Work summary: A Dialogue between the Soul and the Body Poem Summary
The poem begins with the soul presenting its grievances. Saying, it laments as it has been a prisoner in so many ways to the body and is yearning for liberation from various physical constraints. The soul describes the body as a prison, with bones clamped like bolts, and hands and feet serving as chains. The eyes are a closed barrier and the eardrum has a deafening effect by the external sounds. It is suspended in the nervous system of the body like a prisoner. Each organ causes torture and is victimized by the vanity of the head and the duplicity of the heart. Complaints, saying; I am the one who is affected by the sins committed by the body organs.
In response, the body defends itself and presents its own points. Asking, Who will liberate me from this tyrannous soul? The soul is a pointed stake driven into me and forcing me into a stiff and unbending posture so that I feel always in danger of collapsing and getting destroyed. While the soul provides warmth and facilitates movement, the body argues that it has no need for these benefits and suggests that even a fever could generate similar heat. The body sees the soul as an unwelcome and malevolent spirit that denies it any rest or respite.

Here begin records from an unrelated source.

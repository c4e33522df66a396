//! Shared data models for the shortform pipeline.
//!
//! This crate provides Serde-serializable types for:
//! - Segment specs (caller-supplied time ranges)
//! - Word-level transcripts
//! - Encoding configuration
//! - Caption styling

pub mod caption;
pub mod encoding;
pub mod segment;
pub mod transcript;

// Re-export common types
pub use caption::CaptionStyle;
pub use encoding::EncodingConfig;
pub use segment::Segment;
pub use transcript::{Transcript, TranscriptSegment, Word};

The soul again starts to argue its points. Agreeing that it doesn’t know which magic spells make it suffer for the sorrows of the Body even though it is supposed to be incapable of feeling any pain. It says I don't know why I care to preserve the body which has a tormenting effect on me. The soul endures the physical and emotional pain caused by diseases and their treatments. Even the body's restoration to health becomes a source of suffering for the soul. Whenever the body seems to be dead soon, it feels that it will release from its imprisonment upon the body's imminent death, but as soon as the body recovers, the soul is again in a shipwrecked state.
The body intervenes again, claiming that it bears the consequences of the soul's experiences. Says that no medicine can cure the diseases you impose upon me. When you experience hope, I am suffering from cramps. When you experience fear, it is I, the body who feels the trembling. If you experience love, I am fevered with the plague. When you experience hatred, I am inundated with internal ulcers. If you experience joy, I feel madly cheered. If you experience grief, I feel depressed. It's your knowledge which makes me know about this all and it's your memory that I can't forget any of them. You are the one who has the cleverness to make me a house of sin. All the sins that I commit originate from you. It's like the same technique that an architect adopts in building houses from woods obtained from the green trees which have been cut down in a forest. But it's trimmed to the required size by the carpenters with their axes and saws.
Aitken, G.A. ED. "Poems of Andrew Marvell". 1900: George Routledge and sons. London.